Inverted Classroom

What is that?

The traditional way one learns is to go to class where a teacher stands at the front of the class and talks for 40 minutes or so explaining this or that concept and then invites questions. Students ask, get clarification and go home to do more questions handed out to them in class.

In the inverted classroom I turn this model onto its head. Students go watch lectures at home on YouTube, college proprietary lectures, Coursera, Udemy, Khan Academy, MIT Opencourseware, EdX et al. Students also read books and notes handed out or increasingly e-mailed to them or downloaded from their learning institutions, try out programming assignments, find extra code to bolster their learning (Stackexchange, Reddit, Quora, CodingAcademy, GoogleAI et al) and try to question themselves to consolidate their knowledge as much as possible. They then head to class where they are asked questions by their lecturers, set programming assignments and are free to put their hands up and seek answers right there and then in the class setting. Students enter the classroom, sit down and open up their laptops and immediately begin discussion code, ideas and where they’re stuck with the peers and me – the lecturer. I run around the class helping students and putting interesting problems they come up with on a whiteboard or sharing students’ screens with others in the class. We work as a group solving problems throughout the hours of the class. It’s fun, lively and non-threatening.

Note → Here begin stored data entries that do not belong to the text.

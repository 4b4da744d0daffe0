use serde::{Deserialize, Serialize};
use serde_json::{Map, Value};

#[derive(Debug, Serialize)]
#[serde(rename_all = "camelCase")]
pub struct QueryRequest<'a> {
    pub vector: &'a [f32],
    pub top_k: usize,
    pub include_metadata: bool,
    pub include_values: bool,
}

#[derive(Debug, Deserialize)]
pub struct QueryResponse {
    #[serde(default)]
    pub matches: Vec<ScoredVector>,
}

/// One nearest-neighbour hit as returned by the index, ranked by descending score.
#[derive(Debug, Clone, Deserialize)]
pub struct ScoredVector {
    pub id: String,
    #[serde(default)]
    pub score: f32,
    #[serde(default)]
    pub metadata: Map<String, Value>,
}

#[derive(Debug, Deserialize)]
pub struct IndexDescription {
    pub host: String,
}

#[derive(Debug, Deserialize)]
pub(super) struct ErrorBody {
    pub message: Option<String>,
    pub error: Option<ErrorDetail>,
}

#[derive(Debug, Deserialize)]
pub(super) struct ErrorDetail {
    pub message: Option<String>,
}
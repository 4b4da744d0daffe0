use clap::ValueEnum;

pub const DEFAULT_THRESHOLD: f32 = 0.75;

/// How the similarity threshold and the YES/NO classifier combine.
#[derive(Debug, Clone, Copy, Default, PartialEq, Eq, ValueEnum)]
pub enum GatePolicy {
    /// Similarity threshold only; the classifier is never called.
    #[default]
    Score,
    /// Classifier verdict decides, provided the index returned anything.
    Classifier,
    /// Threshold must pass, then the classifier may veto.
    ScoreWithVeto,
}

#[derive(Debug, Clone, Copy, PartialEq)]
pub struct RelevanceGate {
    pub policy: GatePolicy,
    pub threshold: f32,
}

impl Default for RelevanceGate {
    fn default() -> Self {
        Self {
            policy: GatePolicy::default(),
            threshold: DEFAULT_THRESHOLD,
        }
    }
}

/// Outcome of the gate plus the evidence it was based on.
#[derive(Debug, Clone, Copy, PartialEq)]
pub struct RelevanceDecision {
    pub grounded: bool,
    pub match_count: usize,
    pub max_score: f32,
    /// `None` when the classifier was not consulted.
    pub classifier: Option<bool>,
}

impl RelevanceGate {
    /// Highest score among the matches, 0 when there are none.
    pub fn max_score(scores: &[f32]) -> f32 {
        scores.iter().copied().fold(0.0, f32::max)
    }

    pub fn score_passes(&self, scores: &[f32]) -> bool {
        !scores.is_empty() && Self::max_score(scores) >= self.threshold
    }

    /// Whether the classifier has to be asked before deciding.
    pub fn needs_classifier(&self, scores: &[f32]) -> bool {
        match self.policy {
            GatePolicy::Score => false,
            GatePolicy::Classifier => !scores.is_empty(),
            GatePolicy::ScoreWithVeto => self.score_passes(scores),
        }
    }

    pub fn decide(&self, scores: &[f32], classifier: Option<bool>) -> RelevanceDecision {
        let grounded = match self.policy {
            GatePolicy::Score => self.score_passes(scores),
            GatePolicy::Classifier => !scores.is_empty() && classifier == Some(true),
            GatePolicy::ScoreWithVeto => self.score_passes(scores) && classifier != Some(false),
        };
        RelevanceDecision {
            grounded,
            match_count: scores.len(),
            max_score: Self::max_score(scores),
            classifier,
        }
    }
}

/// A classifier reply counts as YES only when its first word is "yes".
pub fn parse_verdict(reply: &str) -> bool {
    reply
        .split(|c: char| !c.is_alphanumeric())
        .find(|w| !w.is_empty())
        .is_some_and(|w| w.eq_ignore_ascii_case("yes"))
}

In the classroom it’s like you’re at home doing homework that was assigned to you in class while at home it’s like you’re in class listening to lectures, taking notes, trying to follow what your lecturer is trying to impart. Home is used for putting info into your head; class is for consolidating that information. Programming assignments work very well in this mode. You’re set a problem in the class and work on it right there and then. Or you’re set a problem, begin it at home and bring your ideas to class completing the solution with your peers and me. I watch what you do and ask the entire class questions as students get hung up on one problem or another. Everyone participates as a group and helps everyone else solve their problem. It’s incredible fun! Many students tell me they’ll never want to sit in a conventional class again.

So homework is done in class and class work is done at home … INVERTED … see? (This podcast is worth listening to — Ben Ben and Blue cover lecturing=bloodletting).

Over the years this has proved to be a very successful model for this new teaching modality our world has already shown works extremely well. At CyberCollege we taught more than 2750 students before selling our college to a rival business. Since selling our baby I’ve taught more than 600 students using the same model. I could not have ever dreamed of being able to create that many IT professionals almost single-handedly.